For the last six years an “international multidisciplinary team” of researchers and practitioners, led by Johns Hopkins University researchers, have focused on creating PatientViewpoint.org, a patient portal that allows physicians to order a patient survey as if it were a test. This PRO system is unique in that the information is used for research as well as to evaluate the effectiveness of the treatment the patient is receiving.
The system includes consensus-developed recommendations that were selected from extensive interviews with medical oncologists, radiation oncologists, nurses, an internist, a palliative care specialist, an outcomes researcher, a chaplain, a social worker, and patient advocates. According to the article outlining the system in The Journal of Supportive Oncology, treatment suggestions offered range from medication adjustments to lifestyle modifications to referrals to other disciplines. The recommendations are not cancer specific, but are designed to address issues common to all cancers.
The recommendations for emotional function, as identified in the report, include the following:
- Perform a full assessment, including underlying cause(s), severity, source of distress, and its impact on QOL [quality of life]
- Identify and evaluate coping strategies and support systems
- Express empathy and listen actively to patients and families
- Educate patient about disease and treatment processes and realistic expectations
- Appropriate psychosocial counseling for patient and/or their families; refer to social work, psych liaison, chaplain
- Suggest psycho-education materials, online support groups, buddy/partner opportunities, or Web sites
The web-based PatientViewpoint allows instant access to the information, and it links directly with the patient’s electronic medical records.

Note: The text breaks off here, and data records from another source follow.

//! CLI command definitions.
//!
//! Each subcommand maps to one entry point of the documentation checker.

use std::path::{Path, PathBuf};

use anyhow::Result;
use clap::{Parser, Subcommand};
use thiserror::Error;

use fluxdoc_rules::DocsConfig;

pub mod check;
pub mod routes;

/// fluxdoc - documentation integrity checker for the Fluxon docs site
#[derive(Parser)]
#[command(name = "fluxdoc")]
#[command(version, about = "fluxdoc - documentation integrity checker for Mintlify docs")]
#[command(long_about = r#"
fluxdoc validates a Mintlify documentation tree against its navigation manifest
and publication conventions before the site is built.

COMMANDS:
  check   → Run every integrity check (fail-fast by default)
  routes  → Print the route table derived from the docs tree

ENVIRONMENT:
  FLUXDOC_CONFIG                      Config file, same as --config
  FLUXON_DOCS_MAX_VISIBLE_LINE_WIDTH  Visible line width limit (<= 0 disables)
  FLUXON_DOCS_MAX_LINE_WIDTH          Deprecated alias of the above

EXIT CODES:
  0 - Success
  1 - General error (missing or unreadable input)
  2 - Invalid arguments or configuration
  3 - Validation failure
"#)]
#[command(propagate_version = true)]
pub struct Cli {
    /// Repository root
    #[arg(long, global = true, default_value = ".")]
    pub root: PathBuf,

    /// Config file (defaults to <root>/fluxdoc.toml when present)
    #[arg(long, global = true, env = "FLUXDOC_CONFIG")]
    pub config: Option<PathBuf>,

    /// Enable verbose output
    #[arg(short, long, global = true, conflicts_with = "quiet")]
    pub verbose: bool,

    /// Suppress non-essential output
    #[arg(short, long, global = true)]
    pub quiet: bool,

    #[command(subcommand)]
    pub command: Commands,
}

#[derive(Subcommand)]
pub enum Commands {
    /// Check the docs tree and report violations
    Check(check::CheckArgs),

    /// Print every route and the page serving it
    Routes(routes::RoutesArgs),
}

/// Raised when the checks ran to completion but found problems.
#[derive(Debug, Error)]
#[error("{count} violation(s) found")]
pub struct ViolationsFound {
    pub count: usize,
}

/// Defaults, then the config file, then environment overrides.
///
/// Fails before any page is read when a value is invalid.
pub fn load_config(root: &Path, explicit: Option<&Path>) -> Result<DocsConfig> {
    let mut config = DocsConfig::discover(root, explicit)?;
    config.apply_env()?;
    Ok(config)
}
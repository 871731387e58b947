//! Manifest integrity: global fields and declared pages.

use tracing::debug;

use crate::check::{CheckContext, DocCheck};
use crate::error::RuleResult;
use crate::violation::{RuleId, Violation};

/// `footer.socials.github` must point at the canonical repository.
pub struct ManifestGithubCheck;

impl DocCheck for ManifestGithubCheck {
    fn id(&self) -> RuleId {
        RuleId::ManifestGithub
    }

    fn description(&self) -> &'static str {
        "manifest footer links to the canonical GitHub repository"
    }

    fn run(&self, ctx: &CheckContext<'_>) -> RuleResult<Vec<Violation>> {
        let expected = ctx.config.canonical_github.as_str();
        let violation = match ctx.manifest.github() {
            Some(actual) if actual == expected => None,
            Some(actual) => Some(Violation::new(
                RuleId::ManifestGithub,
                ctx.manifest_label(),
                format!("footer.socials.github must be \"{expected}\", found \"{actual}\""),
            )),
            None => Some(Violation::new(
                RuleId::ManifestGithub,
                ctx.manifest_label(),
                format!("footer.socials.github is missing, expected \"{expected}\""),
            )),
        };
        Ok(violation.into_iter().collect())
    }
}

/// Every page the manifest declares must exist on disk.
///
/// All missing pages are reported together in a single violation.
pub struct PageExistsCheck;

impl DocCheck for PageExistsCheck {
    fn id(&self) -> RuleId {
        RuleId::PageExists
    }

    fn description(&self) -> &'static str {
        "every navigation page has a backing file"
    }

    fn run(&self, ctx: &CheckContext<'_>) -> RuleResult<Vec<Violation>> {
        let declared = ctx.manifest.page_refs();
        debug!("Manifest declares {} pages", declared.len());

        let missing: Vec<&str> = declared
            .into_iter()
            .filter(|page| ctx.corpus.find_page(page).is_none())
            .collect();

        if missing.is_empty() {
            return Ok(Vec::new());
        }

        let expected_files = missing
            .iter()
            .map(|page| ctx.corpus.page_path(page))
            .collect::<Vec<_>>()
            .join(", ");

        Ok(vec![Violation::new(
            RuleId::PageExists,
            ctx.manifest_label(),
            format!(
                "{} navigation page(s) have no file: {}",
                missing.len(),
                missing.join(", ")
            ),
        )
        .with_hint(format!(
            "create {expected_files} under {} or remove the entries from the manifest",
            ctx.config.docs_root.display()
        ))])
    }
}

#[cfg(test)]
mod tests {
    use super::*;
    use crate::testing::Fixture;

    #[test]
    fn test_github_mismatch_names_both_values() {
        let mut fixture = Fixture::new();
        fixture.github = Some("https://github.com/someone/fork".to_string());
        let violations = fixture.run(&ManifestGithubCheck);
        assert_eq!(violations.len(), 1);
        assert!(violations[0].message.contains("https://github.com/TabooLib/fluxon"));
        assert!(violations[0].message.contains("https://github.com/someone/fork"));
    }

    #[test]
    fn test_github_missing() {
        let mut fixture = Fixture::new();
        fixture.github = None;
        let violations = fixture.run(&ManifestGithubCheck);
        assert!(violations[0].message.contains("missing"));
    }

    #[test]
    fn test_missing_pages_aggregated() {
        let mut fixture = Fixture::new();
        fixture.pages = vec![
            "guides/quickstart".to_string(),
            "guides/install".to_string(),
            "runtime/threads".to_string(),
        ];
        fixture.add_doc("guides/install.mdx", "");
        let violations = fixture.run(&PageExistsCheck);
        assert_eq!(violations.len(), 1);
        assert!(violations[0].message.contains("guides/quickstart, runtime/threads"));
        assert!(!violations[0].message.contains("guides/install"));
        assert_eq!(violations[0].file, "mintlify-docs/docs.json");
    }
}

This provides the doctor with an immediate view of the patient’s needs, and allows both the doctor and the patient to follow the progress and to review the treatment history at any time.

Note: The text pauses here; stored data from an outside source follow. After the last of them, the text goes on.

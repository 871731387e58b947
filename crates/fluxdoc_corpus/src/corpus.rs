//! Document corpus loading.

use std::fs;
use std::path::{Component, Path, PathBuf};

use tracing::{debug, info};
use walkdir::{DirEntry, WalkDir};

use crate::error::{CorpusError, CorpusResult};
use crate::routes::route_for;

/// A single documentation page read from disk.
#[derive(Debug, Clone, PartialEq, Eq)]
pub struct Document {
    /// Absolute (or root-joined) path on disk
    pub path: PathBuf,
    /// Path relative to the docs root, always `/`-separated
    pub rel_path: String,
    /// Public route the page is served at
    pub route: String,
    /// File content as read
    pub raw_text: String,
}

impl Document {
    /// Build a document from its relative path and content, deriving its route.
    pub fn new(
        path: impl Into<PathBuf>,
        rel_path: impl Into<String>,
        raw_text: impl Into<String>,
        extension: &str,
    ) -> Self {
        let rel_path = rel_path.into();
        let route = route_for(&rel_path, extension);
        Self {
            path: path.into(),
            rel_path,
            route,
            raw_text: raw_text.into(),
        }
    }

    /// Iterate lines with 1-based line numbers.
    pub fn numbered_lines(&self) -> impl Iterator<Item = (usize, &str)> {
        self.raw_text.lines().enumerate().map(|(i, line)| (i + 1, line))
    }
}

/// Options controlling which files are part of the corpus.
#[derive(Debug, Clone)]
pub struct CorpusOptions {
    /// Page file extension, without the dot
    pub extension: String,
    /// Directory names pruned anywhere in the tree
    pub ignore_dirs: Vec<String>,
    /// Glob patterns matched against the relative path
    pub exclude: Vec<String>,
}

impl Default for CorpusOptions {
    fn default() -> Self {
        Self {
            extension: "mdx".to_string(),
            ignore_dirs: vec![".mintlify".to_string(), "node_modules".to_string()],
            exclude: Vec::new(),
        }
    }
}

/// All pages under a docs root, sorted by relative path.
#[derive(Debug, Clone)]
pub struct Corpus {
    root: PathBuf,
    extension: String,
    documents: Vec<Document>,
}

impl Corpus {
    /// Build a corpus from already-loaded documents.
    pub fn from_documents(
        root: impl Into<PathBuf>,
        extension: impl Into<String>,
        mut documents: Vec<Document>,
    ) -> Self {
        documents.sort_by(|a, b| a.rel_path.cmp(&b.rel_path));
        Self {
            root: root.into(),
            extension: extension.into(),
            documents,
        }
    }

    /// Load every page under `root`.
    pub fn load(root: impl AsRef<Path>, options: &CorpusOptions) -> CorpusResult<Self> {
        let root = root.as_ref();
        if !root.is_dir() {
            return Err(CorpusError::RootNotFound(root.to_path_buf()));
        }

        let excludes = options
            .exclude
            .iter()
            .map(|p| {
                glob::Pattern::new(p).map_err(|e| CorpusError::InvalidPattern {
                    pattern: p.clone(),
                    message: e.to_string(),
                })
            })
            .collect::<CorpusResult<Vec<_>>>()?;

        info!("Loading docs corpus from {:?}", root);

        let mut documents = Vec::new();
        let walker = WalkDir::new(root)
            .into_iter()
            .filter_entry(|e| e.depth() == 0 || !is_ignored_dir(e, &options.ignore_dirs));

        for entry in walker {
            let entry = entry?;
            if !entry.file_type().is_file() {
                continue;
            }
            let path = entry.path();
            if path.extension().map_or(true, |ext| ext != options.extension.as_str()) {
                continue;
            }

            let rel_path = relative_slash_path(root, path);
            if excludes.iter().any(|pat| pat.matches(&rel_path)) {
                debug!("Excluded by pattern: {}", rel_path);
                continue;
            }

            let raw_text = fs::read_to_string(path).map_err(|e| CorpusError::read(path, e))?;
            debug!("Loaded {} ({} bytes)", rel_path, raw_text.len());
            documents.push(Document::new(path, rel_path, raw_text, &options.extension));
        }

        info!("Loaded {} pages", documents.len());
        Ok(Self::from_documents(root, options.extension.clone(), documents))
    }

    pub fn root(&self) -> &Path {
        &self.root
    }

    pub fn extension(&self) -> &str {
        &self.extension
    }

    pub fn documents(&self) -> &[Document] {
        &self.documents
    }

    pub fn is_empty(&self) -> bool {
        self.documents.is_empty()
    }

    pub fn len(&self) -> usize {
        self.documents.len()
    }

    /// Look up a document by its relative path.
    pub fn get(&self, rel_path: &str) -> Option<&Document> {
        self.documents
            .binary_search_by(|d| d.rel_path.as_str().cmp(rel_path))
            .ok()
            .map(|i| &self.documents[i])
    }

    /// The relative file path a page reference is expected at.
    pub fn page_path(&self, page_ref: &str) -> String {
        format!("{}.{}", page_ref.trim_start_matches('/'), self.extension)
    }

    /// Find the document backing a manifest page reference.
    pub fn find_page(&self, page_ref: &str) -> Option<&Document> {
        self.get(&self.page_path(page_ref))
    }
}

fn is_ignored_dir(entry: &DirEntry, ignore_dirs: &[String]) -> bool {
    entry.file_type().is_dir()
        && ignore_dirs
            .iter()
            .any(|name| entry.file_name().to_string_lossy() == name.as_str())
}

fn relative_slash_path(root: &Path, path: &Path) -> String {
    let relative = path.strip_prefix(root).unwrap_or(path);
    relative
        .components()
        .filter_map(|c| match c {
            Component::Normal(part) => Some(part.to_string_lossy().into_owned()),
            _ => None,
        })
        .collect::<Vec<_>>()
        .join("/")
}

“In the future, this sort of system will become part of the standard of care for collecting data,” said Dr. Albert W. Wu, co-author of the report. “This will allow doctors and the health care system to make the best decisions for patients and make sure they do as well as they possibly can.”
The system is currently being tested for the treatment of breast and prostate cancer patients. The team anticipates the recommendations will evolve slightly as more types of cancers are used with PatientViewpoint.